| Your task |
Word for word, copy all of the entries.

-- Data section follows --

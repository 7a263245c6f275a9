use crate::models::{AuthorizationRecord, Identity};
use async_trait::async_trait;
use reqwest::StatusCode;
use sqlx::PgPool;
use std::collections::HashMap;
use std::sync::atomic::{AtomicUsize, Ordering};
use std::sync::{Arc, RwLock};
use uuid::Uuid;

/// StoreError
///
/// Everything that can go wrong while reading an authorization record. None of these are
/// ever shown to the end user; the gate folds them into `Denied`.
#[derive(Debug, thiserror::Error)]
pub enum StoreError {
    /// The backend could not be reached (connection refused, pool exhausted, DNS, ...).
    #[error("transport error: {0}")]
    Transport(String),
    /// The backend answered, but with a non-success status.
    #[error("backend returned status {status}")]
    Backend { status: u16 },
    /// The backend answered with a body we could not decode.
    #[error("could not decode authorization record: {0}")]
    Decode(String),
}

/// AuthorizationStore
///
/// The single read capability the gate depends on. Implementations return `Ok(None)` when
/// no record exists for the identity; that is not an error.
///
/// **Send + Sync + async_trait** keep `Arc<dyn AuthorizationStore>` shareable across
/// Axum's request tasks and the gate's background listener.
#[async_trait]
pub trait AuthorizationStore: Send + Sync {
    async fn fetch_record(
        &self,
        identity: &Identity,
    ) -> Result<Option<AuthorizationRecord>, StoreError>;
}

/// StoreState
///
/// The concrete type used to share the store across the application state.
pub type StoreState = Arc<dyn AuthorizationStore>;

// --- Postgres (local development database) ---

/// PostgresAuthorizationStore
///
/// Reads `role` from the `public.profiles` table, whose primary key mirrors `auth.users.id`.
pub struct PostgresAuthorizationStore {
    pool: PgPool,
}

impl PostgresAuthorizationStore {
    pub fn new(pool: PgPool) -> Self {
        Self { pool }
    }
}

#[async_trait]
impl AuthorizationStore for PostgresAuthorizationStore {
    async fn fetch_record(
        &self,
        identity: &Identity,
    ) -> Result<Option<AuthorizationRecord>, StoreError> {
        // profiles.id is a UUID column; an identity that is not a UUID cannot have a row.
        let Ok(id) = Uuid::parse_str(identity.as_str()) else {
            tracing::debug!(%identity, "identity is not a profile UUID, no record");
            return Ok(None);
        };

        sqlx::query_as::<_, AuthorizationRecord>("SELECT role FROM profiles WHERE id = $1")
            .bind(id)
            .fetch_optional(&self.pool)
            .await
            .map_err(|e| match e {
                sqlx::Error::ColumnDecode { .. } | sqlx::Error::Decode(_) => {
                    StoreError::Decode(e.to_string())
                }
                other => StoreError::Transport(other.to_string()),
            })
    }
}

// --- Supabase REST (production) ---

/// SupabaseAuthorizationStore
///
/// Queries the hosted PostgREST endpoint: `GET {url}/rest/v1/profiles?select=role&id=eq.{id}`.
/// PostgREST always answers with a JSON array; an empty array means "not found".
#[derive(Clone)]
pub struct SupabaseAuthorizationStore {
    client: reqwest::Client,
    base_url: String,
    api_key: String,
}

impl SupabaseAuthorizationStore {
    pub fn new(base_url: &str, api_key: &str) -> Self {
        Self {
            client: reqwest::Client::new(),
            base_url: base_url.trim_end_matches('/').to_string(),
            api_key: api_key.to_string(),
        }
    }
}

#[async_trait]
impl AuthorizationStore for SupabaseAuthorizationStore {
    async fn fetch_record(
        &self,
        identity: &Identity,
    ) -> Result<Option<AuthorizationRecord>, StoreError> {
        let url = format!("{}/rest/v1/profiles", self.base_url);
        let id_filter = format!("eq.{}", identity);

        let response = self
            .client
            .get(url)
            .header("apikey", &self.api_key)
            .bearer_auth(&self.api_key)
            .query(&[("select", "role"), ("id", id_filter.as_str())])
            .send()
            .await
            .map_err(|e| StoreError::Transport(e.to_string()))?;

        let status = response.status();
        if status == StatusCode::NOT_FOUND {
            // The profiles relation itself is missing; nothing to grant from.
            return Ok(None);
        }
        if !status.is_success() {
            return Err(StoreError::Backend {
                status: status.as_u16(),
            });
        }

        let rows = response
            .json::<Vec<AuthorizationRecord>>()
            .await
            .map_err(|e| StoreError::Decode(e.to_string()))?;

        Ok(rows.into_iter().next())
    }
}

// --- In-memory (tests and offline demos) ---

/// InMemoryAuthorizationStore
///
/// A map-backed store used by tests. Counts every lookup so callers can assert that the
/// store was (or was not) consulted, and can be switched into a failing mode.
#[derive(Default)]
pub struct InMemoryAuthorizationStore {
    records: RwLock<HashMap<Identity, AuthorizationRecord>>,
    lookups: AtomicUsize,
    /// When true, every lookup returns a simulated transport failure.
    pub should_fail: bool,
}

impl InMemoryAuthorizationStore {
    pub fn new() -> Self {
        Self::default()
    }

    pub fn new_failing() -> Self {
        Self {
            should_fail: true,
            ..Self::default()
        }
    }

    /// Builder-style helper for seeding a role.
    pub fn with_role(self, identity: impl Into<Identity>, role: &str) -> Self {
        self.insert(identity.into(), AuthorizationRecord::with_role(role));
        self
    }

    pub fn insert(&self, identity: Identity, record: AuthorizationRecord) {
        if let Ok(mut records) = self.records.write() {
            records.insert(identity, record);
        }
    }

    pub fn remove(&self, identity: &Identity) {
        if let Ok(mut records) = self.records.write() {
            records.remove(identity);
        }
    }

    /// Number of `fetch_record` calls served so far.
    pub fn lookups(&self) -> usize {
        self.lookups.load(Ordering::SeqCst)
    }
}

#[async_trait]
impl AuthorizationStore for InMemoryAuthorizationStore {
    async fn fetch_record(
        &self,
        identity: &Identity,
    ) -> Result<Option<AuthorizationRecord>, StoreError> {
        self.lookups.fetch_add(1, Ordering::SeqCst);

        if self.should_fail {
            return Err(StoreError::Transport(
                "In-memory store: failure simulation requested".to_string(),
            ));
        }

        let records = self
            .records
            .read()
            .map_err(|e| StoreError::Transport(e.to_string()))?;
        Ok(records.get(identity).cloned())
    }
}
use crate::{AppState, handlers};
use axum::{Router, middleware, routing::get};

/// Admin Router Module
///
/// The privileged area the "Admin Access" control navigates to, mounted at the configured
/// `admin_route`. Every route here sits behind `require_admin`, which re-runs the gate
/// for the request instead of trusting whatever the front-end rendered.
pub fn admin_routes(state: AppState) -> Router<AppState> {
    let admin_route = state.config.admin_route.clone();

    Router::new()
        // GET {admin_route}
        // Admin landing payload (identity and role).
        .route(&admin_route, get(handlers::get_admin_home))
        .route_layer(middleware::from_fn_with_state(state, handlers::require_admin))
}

-- Data section concluded --

| Exercise response |
repository 7a263245c6f275a9
use crate::models::{AuthorizationRecord, Identity};
use async_trait::async_trait;
use reqwest::StatusCode;
use sqlx::PgPool;
use std::collections::HashMap;
use std::sync::atomic::{AtomicUsize, Ordering};
use std::sync::{Arc, RwLock};
use uuid::Uuid;

/// StoreError
///
/// Everything that can go wrong while reading an authorization record. None of these are
/// ever shown to the end user; the gate folds them into `Denied`.
#[derive(Debug, thiserror::Error)]
pub enum StoreError {
    /// The backend could not be reached (connection refused, pool exhausted, DNS, ...).
    #[error("transport error: {0}")]
    Transport(String),
    /// The backend answered, but with a non-success status.
    #[error("backend returned status {status}")]
    Backend { status: u16 },
    /// The backend answered with a body we could not decode.
    #[error("could not decode authorization record: {0}")]
    Decode(String),
}

/// AuthorizationStore
///
/// The single read capability the gate depends on. Implementations return `Ok(None)` when
/// no record exists for the identity; that is not an error.
///
/// **Send + Sync + async_trait** keep `Arc<dyn AuthorizationStore>` shareable across
/// Axum's request tasks and the gate's background listener.
#[async_trait]
pub trait AuthorizationStore: Send + Sync {
    async fn fetch_record(
        &self,
        identity: &Identity,
    ) -> Result<Option<AuthorizationRecord>, StoreError>;
}

/// StoreState
///
/// The concrete type used to share the store across the application state.
pub type StoreState = Arc<dyn AuthorizationStore>;

// --- Postgres (local development database) ---

/// PostgresAuthorizationStore
///
/// Reads `role` from the `public.profiles` table, whose primary key mirrors `auth.users.id`.
pub struct PostgresAuthorizationStore {
    pool: PgPool,
}

impl PostgresAuthorizationStore {
    pub fn new(pool: PgPool) -> Self {
        Self { pool }
    }
}

#[async_trait]
impl AuthorizationStore for PostgresAuthorizationStore {
    async fn fetch_record(
        &self,
        identity: &Identity,
    ) -> Result<Option<AuthorizationRecord>, StoreError> {
        // profiles.id is a UUID column; an identity that is not a UUID cannot have a row.
        let Ok(id) = Uuid::parse_str(identity.as_str()) else {
            tracing::debug!(%identity, "identity is not a profile UUID, no record");
            return Ok(None);
        };

        sqlx::query_as::<_, AuthorizationRecord>("SELECT role FROM profiles WHERE id = $1")
            .bind(id)
            .fetch_optional(&self.pool)
            .await
            .map_err(|e| match e {
                sqlx::Error::ColumnDecode { .. } | sqlx::Error::Decode(_) => {
                    StoreError::Decode(e.to_string())
                }
                other => StoreError::Transport(other.to_string()),
            })
    }
}

// --- Supabase REST (production) ---

/// SupabaseAuthorizationStore
///
/// Queries the hosted PostgREST endpoint: `GET {url}/rest/v1/profiles?select=role&id=eq.{id}`.
/// PostgREST always answers with a JSON array; an empty array means "not found".
#[derive(Clone)]
pub struct SupabaseAuthorizationStore {
    client: reqwest::Client,
    base_url: String,
    api_key: String,
}

impl SupabaseAuthorizationStore {
    pub fn new(base_url: &str, api_key: &str) -> Self {
        Self {
            client: reqwest::Client::new(),
            base_url: base_url.trim_end_matches('/').to_string(),
            api_key: api_key.to_string(),
        }
    }
}

#[async_trait]
impl AuthorizationStore for SupabaseAuthorizationStore {
    async fn fetch_record(
        &self,
        identity: &Identity,
    ) -> Result<Option<AuthorizationRecord>, StoreError> {
        let url = format!("{}/rest/v1/profiles", self.base_url);
        let id_filter = format!("eq.{}", identity);

        let response = self
            .client
            .get(url)
            .header("apikey", &self.api_key)
            .bearer_auth(&self.api_key)
            .query(&[("select", "role"), ("id", id_filter.as_str())])
            .send()
            .await
            .map_err(|e| StoreError::Transport(e.to_string()))?;

        let status = response.status();
        if status == StatusCode::NOT_FOUND {
            // The profiles relation itself is missing; nothing to grant from.
            return Ok(None);
        }
        if !status.is_success() {
            return Err(StoreError::Backend {
                status: status.as_u16(),
            });
        }

        let rows = response
            .json::<Vec<AuthorizationRecord>>()
            .await
            .map_err(|e| StoreError::Decode(e.to_string()))?;

        Ok(rows.into_iter().next())
    }
}

// --- In-memory (tests and offline demos) ---

/// InMemoryAuthorizationStore
///
/// A map-backed store used by tests. Counts every lookup so callers can assert that the
/// store was (or was not) consulted, and can be switched into a failing mode.
#[derive(Default)]
pub struct InMemoryAuthorizationStore {
    records: RwLock<HashMap<Identity, AuthorizationRecord>>,
    lookups: AtomicUsize,
    /// When true, every lookup returns a simulated transport failure.
    pub should_fail: bool,
}

impl InMemoryAuthorizationStore {
    pub fn new() -> Self {
        Self::default()
    }

    pub fn new_failing() -> Self {
        Self {
            should_fail: true,
            ..Self::default()
        }
    }

    /// Builder-style helper for seeding a role.
    pub fn with_role(self, identity: impl Into<Identity>, role: &str) -> Self {
        self.insert(identity.into(), AuthorizationRecord::with_role(role));
        self
    }

    pub fn insert(&self, identity: Identity, record: AuthorizationRecord) {
        if let Ok(mut records) = self.records.write() {
            records.insert(identity, record);
        }
    }

    pub fn remove(&self, identity: &Identity) {
        if let Ok(mut records) = self.records.write() {
            records.remove(identity);
        }
    }

    /// Number of `fetch_record` calls served so far.
    pub fn lookups(&self) -> usize {
        self.lookups.load(Ordering::SeqCst)
    }
}

#[async_trait]
impl AuthorizationStore for InMemoryAuthorizationStore {
    async fn fetch_record(
        &self,
        identity: &Identity,
    ) -> Result<Option<AuthorizationRecord>, StoreError> {
        self.lookups.fetch_add(1, Ordering::SeqCst);

        if self.should_fail {
            return Err(StoreError::Transport(
                "In-memory store: failure simulation requested".to_string(),
            ));
        }

        let records = self
            .records
            .read()
            .map_err(|e| StoreError::Transport(e.to_string()))?;
        Ok(records.get(identity).cloned())
    }
}
use crate::{AppState, handlers};
use axum::{Router, middleware, routing::get};

/// Admin Router Module
///
/// The privileged area the "Admin Access" control navigates to, mounted at the configured
/// `admin_route`. Every route here sits behind `require_admin`, which re-runs the gate
/// for the request instead of trusting whatever the front-end rendered.
pub fn admin_routes(state: AppState) -> Router<AppState> {
    let admin_route = state.config.admin_route.clone();

    Router::new()
        // GET {admin_route}
        // Admin landing payload (identity and role).
        .route(&admin_route, get(handlers::get_admin_home))
        .route_layer(middleware::from_fn_with_state(state, handlers::require_admin))
}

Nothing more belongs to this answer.